**Directions for this task:**
The answer should consist solely of the lines from the first one below through the line containing "Always responds with", copied exactly.
*** Data for the task ***
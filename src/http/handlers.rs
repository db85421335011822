use axum::{
    extract::{Query, State},
    http::{StatusCode, header::CONTENT_TYPE},
    response::{IntoResponse, Response},
};
use serde::Deserialize;

use crate::{
    api::Feed,
    core::{Kind, Record, flatten_demand, flatten_production},
    error::Error,
    http::state::AppState,
    prelude::*,
};

type Flatten = fn(&str) -> Result<Vec<Record>, Error>;

/// The dashboard sends the selected date, but the filtering happens on its side.
#[derive(Deserialize)]
pub struct FeedQuery {
    #[serde(rename = "date")]
    pub date: Option<String>,
}

/// `GET /api/elecDemand`
pub async fn get_demand(State(state): State<AppState>, Query(query): Query<FeedQuery>) -> Response {
    respond(&state.demand, Kind::Demand, flatten_demand, &query).await
}

/// `GET /api/elecProduction`
pub async fn get_production(
    State(state): State<AppState>,
    Query(query): Query<FeedQuery>,
) -> Response {
    respond(&state.production, Kind::Production, flatten_production, &query).await
}

/// Always responds with `200 OK`: failures are reported as a plain-text body,
/// the dashboard only checks `response.ok` and then fails to parse it.
#[instrument(skip_all, fields(kind = %kind))]
async fn respond(feed: &Feed, kind: Kind, flatten: Flatten, query: &FeedQuery) -> Response {
    if let Some(date) = &query.date {
        debug!(%date, "ignoring the date filter");
    }
    match fetch_and_flatten(feed, flatten).await {
        Ok(body) => (StatusCode::OK, [(CONTENT_TYPE, "application/json")], body).into_response(),
        Err(error) => {
            warn!(?error, "failed to serve the feed");
            let message = format!("Failed to retrieve {kind} data: {error}");
            (StatusCode::OK, message).into_response()
        }
    }
}

async fn fetch_and_flatten(feed: &Feed, flatten: Flatten) -> Result<String, Error> {
    let text = feed.fetch().await?;
    let records = flatten(&text)?;
    serde_json::to_string(&records).map_err(Error::Serialize)
}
*** End of Data for the task ***
**Reply to the task:**
filename src/http/handlers.rs
repository db85421335011822
use axum::{
    extract::{Query, State},
    http::{StatusCode, header::CONTENT_TYPE},
    response::{IntoResponse, Response},
};
use serde::Deserialize;

use crate::{
    api::Feed,
    core::{Kind, Record, flatten_demand, flatten_production},
    error::Error,
    http::state::AppState,
    prelude::*,
};

type Flatten = fn(&str) -> Result<Vec<Record>, Error>;

/// The dashboard sends the selected date, but the filtering happens on its side.
#[derive(Deserialize)]
pub struct FeedQuery {
    #[serde(rename = "date")]
    pub date: Option<String>,
}

/// `GET /api/elecDemand`
pub async fn get_demand(State(state): State<AppState>, Query(query): Query<FeedQuery>) -> Response {
    respond(&state.demand, Kind::Demand, flatten_demand, &query).await
}

/// `GET /api/elecProduction`
pub async fn get_production(
    State(state): State<AppState>,
    Query(query): Query<FeedQuery>,
) -> Response {
    respond(&state.production, Kind::Production, flatten_production, &query).await
}

/// Always responds with `200 OK`: failures are reported as a plain-text body,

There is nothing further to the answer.